Il reddito fondiario, cioè reddito inerente al terreno (redditi dominicale e agrario) o al fabbricato  (rendita catastale) ubicati nel territorio dello Stato, che ai fini delle imposte sui redditi concorre alla formazione del reddito complessivo, va sempre correlato alla mera titolarità del diritto reale immobiliare, a prescindere dalla circostanza che l’immobile (terreno o fabbricato) sia stato concesso  in affitto o in locazione e che i relativi canoni non siano stati percepiti.

Sulla base del carattere generale dell’articolo 26 Tuir, che ricollega alla titolarità di un diritto reale sul bene immobile, censito in catasto, redditi presuntivi soggetti a imposizione diretta, indipendentemente dalla loro effettiva percezione,  l’ufficio ha riscontrato una corretta posizione di titolarità fondiaria rispetto alla quale non erano stati dichiarati gli emolumenti derivanti dal contratto stipulato, a prescindere dalla loro effettiva percezione.

Nella fattispecie al suo esame, la Cassazione ha concluso che, ove il reddito fondiario sia costituito dal canone di locazione, non essendo opponibile all’Erario la simulazione del relativo contratto, non rileva il canone effettivamente percepito dal locatore, bensì il suo ammontare contrattualmente previsto per il periodo di imposta di riferimento.
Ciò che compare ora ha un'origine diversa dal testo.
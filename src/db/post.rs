/// Post database models and operations
use crate::db::account::MediaRef;
use crate::error::ApiResult;
use async_trait::async_trait;
use chrono::{DateTime, Utc};
use serde::{Deserialize, Serialize};
use sqlx::{sqlite::SqliteRow, Row, SqlitePool};

/// Post record
#[derive(Debug, Clone, PartialEq, Serialize, Deserialize)]
#[serde(rename_all = "camelCase")]
pub struct Post {
    pub id: String,
    pub title: String,
    pub slug: String,
    pub summary: String,
    pub body: String,
    pub category_id: Option<String>,
    pub author_id: String,
    pub featured_image: Option<MediaRef>,
    pub created_at: DateTime<Utc>,
    pub updated_at: DateTime<Utc>,
}

#[async_trait]
pub trait PostStore: Send + Sync {
    async fn list(&self, category_id: Option<&str>) -> ApiResult<Vec<Post>>;
    async fn find_by_id(&self, id: &str) -> ApiResult<Option<Post>>;
    async fn insert(&self, post: &Post) -> ApiResult<()>;
    async fn update(&self, post: &Post) -> ApiResult<()>;
    async fn delete(&self, id: &str) -> ApiResult<bool>;
    /// Featured images of every post by this author
    async fn featured_images_by_author(&self, author_id: &str) -> ApiResult<Vec<MediaRef>>;
}

const POST_COLUMNS: &str = "id, title, slug, summary, body, category_id, author_id,
     featured_image_id, featured_image_url, created_at, updated_at";

fn post_from_row(row: &SqliteRow) -> ApiResult<Post> {
    let image_id: Option<String> = row.try_get("featured_image_id")?;
    let image_url: Option<String> = row.try_get("featured_image_url")?;

    Ok(Post {
        id: row.try_get("id")?,
        title: row.try_get("title")?,
        slug: row.try_get("slug")?,
        summary: row.try_get("summary")?,
        body: row.try_get("body")?,
        category_id: row.try_get("category_id")?,
        author_id: row.try_get("author_id")?,
        featured_image: image_id
            .zip(image_url)
            .map(|(public_id, url)| MediaRef { public_id, url }),
        created_at: row.try_get("created_at")?,
        updated_at: row.try_get("updated_at")?,
    })
}

#[derive(Clone)]
pub struct SqlitePostStore {
    db: SqlitePool,
}

impl SqlitePostStore {
    pub fn new(db: SqlitePool) -> Self {
        Self { db }
    }
}

#[async_trait]
impl PostStore for SqlitePostStore {
    async fn list(&self, category_id: Option<&str>) -> ApiResult<Vec<Post>> {
        let sql = format!(
            "SELECT {} FROM post WHERE (?1 IS NULL OR category_id = ?1) ORDER BY created_at DESC",
            POST_COLUMNS
        );

        sqlx::query(&sql)
            .bind(category_id)
            .fetch_all(&self.db)
            .await?
            .iter()
            .map(post_from_row)
            .collect()
    }

    async fn find_by_id(&self, id: &str) -> ApiResult<Option<Post>> {
        let sql = format!("SELECT {} FROM post WHERE id = ?1", POST_COLUMNS);

        sqlx::query(&sql)
            .bind(id)
            .fetch_optional(&self.db)
            .await?
            .map(|row| post_from_row(&row))
            .transpose()
    }

    async fn insert(&self, post: &Post) -> ApiResult<()> {
        sqlx::query(
            "INSERT INTO post (id, title, slug, summary, body, category_id, author_id,
                               featured_image_id, featured_image_url, created_at, updated_at)
             VALUES (?1, ?2, ?3, ?4, ?5, ?6, ?7, ?8, ?9, ?10, ?11)",
        )
        .bind(&post.id)
        .bind(&post.title)
        .bind(&post.slug)
        .bind(&post.summary)
        .bind(&post.body)
        .bind(&post.category_id)
        .bind(&post.author_id)
        .bind(post.featured_image.as_ref().map(|m| m.public_id.as_str()))
        .bind(post.featured_image.as_ref().map(|m| m.url.as_str()))
        .bind(post.created_at)
        .bind(post.updated_at)
        .execute(&self.db)
        .await?;

        Ok(())
    }

    async fn update(&self, post: &Post) -> ApiResult<()> {
        sqlx::query(
            "UPDATE post
             SET title = ?1, slug = ?2, summary = ?3, body = ?4, category_id = ?5,
                 featured_image_id = ?6, featured_image_url = ?7, updated_at = ?8
             WHERE id = ?9",
        )
        .bind(&post.title)
        .bind(&post.slug)
        .bind(&post.summary)
        .bind(&post.body)
        .bind(&post.category_id)
        .bind(post.featured_image.as_ref().map(|m| m.public_id.as_str()))
        .bind(post.featured_image.as_ref().map(|m| m.url.as_str()))
        .bind(post.updated_at)
        .bind(&post.id)
        .execute(&self.db)
        .await?;

        Ok(())
    }

    async fn delete(&self, id: &str) -> ApiResult<bool> {
        let result = sqlx::query("DELETE FROM post WHERE id = ?1")
            .bind(id)
            .execute(&self.db)
            .await?;

        Ok(result.rows_affected() == 1)
    }

    async fn featured_images_by_author(&self, author_id: &str) -> ApiResult<Vec<MediaRef>> {
        let rows = sqlx::query(
            "SELECT featured_image_id, featured_image_url FROM post
             WHERE author_id = ?1 AND featured_image_id IS NOT NULL",
        )
        .bind(author_id)
        .fetch_all(&self.db)
        .await?;

        rows.iter()
            .map(|row| -> ApiResult<MediaRef> {
                Ok(MediaRef {
                    public_id: row.try_get("featured_image_id")?,
                    url: row.try_get("featured_image_url")?,
                })
            })
            .collect()
    }
}

#[cfg(test)]
mod tests {
    use super::*;
    use crate::db::account::{Account, AccountStore, SqliteAccountStore};
    use crate::db::test_pool;

    async fn author(pool: &SqlitePool) -> Account {
        let mut account = Account::new(
            "Author".to_string(),
            "author".to_string(),
            "author@example.com".to_string(),
            "secret1".to_string(),
        );
        account.password_hash = "hash".to_string();
        SqliteAccountStore::new(pool.clone())
            .insert(&account)
            .await
            .unwrap();
        account
    }

    fn post(title: &str, author_id: &str) -> Post {
        let now = Utc::now();
        Post {
            id: uuid::Uuid::new_v4().to_string(),
            title: title.to_string(),
            slug: title.to_lowercase(),
            summary: "summary".to_string(),
            body: "body".to_string(),
            category_id: None,
            author_id: author_id.to_string(),
            featured_image: Some(MediaRef {
                public_id: format!("posts/{}", title),
                url: format!("http://media/posts/{}", title),
            }),
            created_at: now,
            updated_at: now,
        }
    }

    #[tokio::test]
    async fn test_insert_and_find() {
        let pool = test_pool().await;
        let author = author(&pool).await;
        let store = SqlitePostStore::new(pool);

        let first = post("first", &author.id);
        store.insert(&first).await.unwrap();

        assert_eq!(store.find_by_id(&first.id).await.unwrap(), Some(first.clone()));
        assert_eq!(store.list(None).await.unwrap().len(), 1);
        assert!(store.list(Some("missing")).await.unwrap().is_empty());
    }

    #[tokio::test]
    async fn test_featured_images_by_author() {
        let pool = test_pool().await;
        let author = author(&pool).await;
        let store = SqlitePostStore::new(pool);

        store.insert(&post("one", &author.id)).await.unwrap();
        store.insert(&post("two", &author.id)).await.unwrap();

        let images = store.featured_images_by_author(&author.id).await.unwrap();
        assert_eq!(images.len(), 2);
    }
}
Il canone pattuito in luogo della rendita catastale rileva a fin quando risulta in vita il contratto di locazione, in quanto solo a seguito della cessazione del rapporto contrattuale, per scadenza del termine ovvero per il verificarsi di una causa di risoluzione, il reddito è determinato sulla base della rendita catastale.
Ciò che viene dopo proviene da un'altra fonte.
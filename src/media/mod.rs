/// Media storage
///
/// Uploaded images leave the request through a media store, which maps a
/// staged local file to a durable `{publicId, url}` pair and can delete it
/// again by id. Stores only read staged files; removing them is the job of
/// the upload layer.

pub mod cloudinary;
pub mod disk;

pub use cloudinary::CloudinaryMediaStore;
pub use disk::DiskMediaStore;

use crate::{
    config::{MediaConfig, ServerConfig},
    db::account::MediaRef,
    error::ApiResult,
};
use async_trait::async_trait;
use std::{path::Path, sync::Arc};

/// Destination folder for an upload
#[derive(Debug, Clone, Copy, PartialEq, Eq)]
pub enum MediaFolder {
    Avatar,
    CoverImage,
    FeaturedImage,
}

impl MediaFolder {
    pub fn as_str(&self) -> &'static str {
        match self {
            MediaFolder::Avatar => "iblog/users/avatar",
            MediaFolder::CoverImage => "iblog/users/coverImage",
            MediaFolder::FeaturedImage => "iblog/posts/featuredImage",
        }
    }
}

#[async_trait]
pub trait MediaStore: Send + Sync {
    /// Store the file at `path` and return where it now lives
    async fn upload(&self, path: &Path, folder: MediaFolder) -> ApiResult<MediaRef>;

    /// Remove an asset by public id. Unknown ids are not an error.
    async fn delete(&self, public_id: &str) -> ApiResult<()>;
}

/// Build the media store selected by configuration
pub fn from_config(config: &ServerConfig) -> ApiResult<Arc<dyn MediaStore>> {
    match &config.media {
        MediaConfig::Disk { location } => Ok(Arc::new(DiskMediaStore::new(
            location.clone(),
            format!("{}/media", config.service.public_url.trim_end_matches('/')),
        ))),
        MediaConfig::Cloudinary {
            cloud_name,
            api_key,
            api_secret,
        } => Ok(Arc::new(CloudinaryMediaStore::new(
            cloud_name.clone(),
            api_key.clone(),
            api_secret.clone(),
        )?)),
    }
}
Negli stessi termini, e cioè nel senso che comunque concorrono alla formazione del reddito fondiario in quanto legati alla titolarità del diritto reale, la Corte si è pronunciata per i canoni non riscossi dal comproprietario dell’immobile in quanto usurpati dall’altro comproprietario: i canoni di locazione immobiliare non percepiti, infatti, sono soggetti a tassazione Irpef per tutti i contitolari dell’immobile, anche nel caso in cui la mancata riscossione da parte di uno dei comproprietari non dipenda dalla morosità del conduttore, ma dalla “usurpazione” del canone da parte dell’altro comproprietario (Cassazione, n. 12332/2019).
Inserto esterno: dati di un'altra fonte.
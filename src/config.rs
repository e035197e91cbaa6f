/// Configuration management for the iBlog server
use crate::error::{ApiError, ApiResult};
use serde::{Deserialize, Serialize};
use std::env;
use std::path::PathBuf;

/// Main server configuration
#[derive(Debug, Clone, Serialize, Deserialize)]
pub struct ServerConfig {
    pub service: ServiceConfig,
    pub storage: StorageConfig,
    pub media: MediaConfig,
    pub authentication: AuthConfig,
    pub email: Option<EmailConfig>,
    pub logging: LoggingConfig,
}

/// Service-level configuration
#[derive(Debug, Clone, Serialize, Deserialize)]
pub struct ServiceConfig {
    pub hostname: String,
    pub port: u16,
    /// Externally reachable base URL, used in reset links and local media URLs
    pub public_url: String,
    pub upload_limit: usize,
}

/// Storage configuration
#[derive(Debug, Clone, Serialize, Deserialize)]
pub struct StorageConfig {
    pub data_directory: PathBuf,
    pub database: PathBuf,
    /// Where multipart file parts are staged before reaching the media store
    pub upload_tmp_directory: PathBuf,
}

/// Media store configuration
#[derive(Debug, Clone, Serialize, Deserialize)]
#[serde(tag = "type")]
pub enum MediaConfig {
    Disk {
        location: PathBuf,
    },
    Cloudinary {
        cloud_name: String,
        api_key: String,
        api_secret: String,
    },
}

/// Authentication configuration
#[derive(Debug, Clone, Serialize, Deserialize)]
pub struct AuthConfig {
    pub access_token_secret: String,
    /// Access token lifetime in seconds
    pub access_token_expiry: i64,
    pub refresh_token_secret: String,
    /// Refresh token lifetime in seconds
    pub refresh_token_expiry: i64,
    /// Reset token lifetime in seconds
    pub reset_token_expiry: i64,
}

/// Email configuration
#[derive(Debug, Clone, Serialize, Deserialize)]
pub struct EmailConfig {
    pub smtp_url: String,
    pub from_address: String,
}

/// Logging configuration
#[derive(Debug, Clone, Serialize, Deserialize)]
pub struct LoggingConfig {
    pub level: String,
}

impl ServerConfig {
    /// Load configuration from environment variables
    pub fn from_env() -> ApiResult<Self> {
        dotenv::dotenv().ok();

        let hostname = env::var("IBLOG_HOSTNAME").unwrap_or_else(|_| "localhost".to_string());
        let port = env::var("IBLOG_PORT")
            .unwrap_or_else(|_| "5000".to_string())
            .parse()
            .map_err(|_| ApiError::Internal("Invalid port number".to_string()))?;
        let public_url = env::var("IBLOG_PUBLIC_URL")
            .unwrap_or_else(|_| format!("http://{}:{}", hostname, port));
        let upload_limit = env::var("IBLOG_UPLOAD_LIMIT")
            .unwrap_or_else(|_| "5242880".to_string())
            .parse()
            .unwrap_or(5242880);

        let data_directory: PathBuf = env::var("IBLOG_DATA_DIRECTORY")
            .unwrap_or_else(|_| "./data".to_string())
            .into();
        let database = env::var("IBLOG_DATABASE")
            .map(PathBuf::from)
            .unwrap_or_else(|_| data_directory.join("iblog.sqlite"));
        let upload_tmp_directory = env::var("IBLOG_UPLOAD_TMP_DIRECTORY")
            .map(PathBuf::from)
            .unwrap_or_else(|_| data_directory.join("tmp"));

        let media = if let Ok(cloud_name) = env::var("CLOUDINARY_CLOUD_NAME") {
            MediaConfig::Cloudinary {
                cloud_name,
                api_key: env::var("CLOUDINARY_API_KEY")
                    .map_err(|_| ApiError::Internal("Cloudinary API key required".to_string()))?,
                api_secret: env::var("CLOUDINARY_API_SECRET").map_err(|_| {
                    ApiError::Internal("Cloudinary API secret required".to_string())
                })?,
            }
        } else {
            MediaConfig::Disk {
                location: env::var("IBLOG_MEDIA_DIRECTORY")
                    .map(PathBuf::from)
                    .unwrap_or_else(|_| data_directory.join("media")),
            }
        };

        let access_token_secret = env::var("ACCESS_TOKEN_SECRET")
            .map_err(|_| ApiError::Internal("ACCESS_TOKEN_SECRET required".to_string()))?;
        let refresh_token_secret = env::var("REFRESH_TOKEN_SECRET")
            .map_err(|_| ApiError::Internal("REFRESH_TOKEN_SECRET required".to_string()))?;
        let access_token_expiry = env::var("ACCESS_TOKEN_EXPIRY")
            .unwrap_or_else(|_| "86400".to_string())
            .parse()
            .unwrap_or(86400);
        let refresh_token_expiry = env::var("REFRESH_TOKEN_EXPIRY")
            .unwrap_or_else(|_| "864000".to_string())
            .parse()
            .unwrap_or(864000);
        let reset_token_expiry = env::var("RESET_TOKEN_EXPIRY")
            .unwrap_or_else(|_| "900".to_string())
            .parse()
            .unwrap_or(900);

        let email = if let Ok(smtp_url) = env::var("SMTP_URL") {
            Some(EmailConfig {
                smtp_url,
                from_address: env::var("SMTP_FROM_ADDRESS")
                    .unwrap_or_else(|_| format!("noreply@{}", hostname)),
            })
        } else {
            None
        };

        let log_level = env::var("RUST_LOG").unwrap_or_else(|_| "info".to_string());

        Ok(ServerConfig {
            service: ServiceConfig {
                hostname,
                port,
                public_url,
                upload_limit,
            },
            storage: StorageConfig {
                data_directory,
                database,
                upload_tmp_directory,
            },
            media,
            authentication: AuthConfig {
                access_token_secret,
                access_token_expiry,
                refresh_token_secret,
                refresh_token_expiry,
                reset_token_expiry,
            },
            email,
            logging: LoggingConfig { level: log_level },
        })
    }

    /// Validate configuration
    pub fn validate(&self) -> ApiResult<()> {
        if self.service.hostname.is_empty() {
            return Err(ApiError::Internal("Hostname cannot be empty".to_string()));
        }

        let auth = &self.authentication;
        if auth.access_token_secret.len() < 32 || auth.refresh_token_secret.len() < 32 {
            return Err(ApiError::Internal(
                "Token secrets must be at least 32 characters".to_string(),
            ));
        }

        if auth.access_token_secret == auth.refresh_token_secret {
            return Err(ApiError::Internal(
                "Access and refresh token secrets must differ".to_string(),
            ));
        }

        if auth.access_token_expiry <= 0
            || auth.refresh_token_expiry <= 0
            || auth.reset_token_expiry <= 0
        {
            return Err(ApiError::Internal(
                "Token expiries must be positive".to_string(),
            ));
        }

        Ok(())
    }
}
E ancora, in caso di scioglimento o risoluzione del contratto di locazione per mutuo consenso,  unito alla circostanza del mancato pagamento dei canoni relativi a mensilità anteriori alla risoluzione, la Corte ha affermato che gli effetti retroattivi del patto risolutorio non sono opponibili all'Amministrazione finanziaria, non potendo essere pregiudicata la legittima pretesa impositiva “medio tempore” maturata. (Cassazione, n. 348/2019).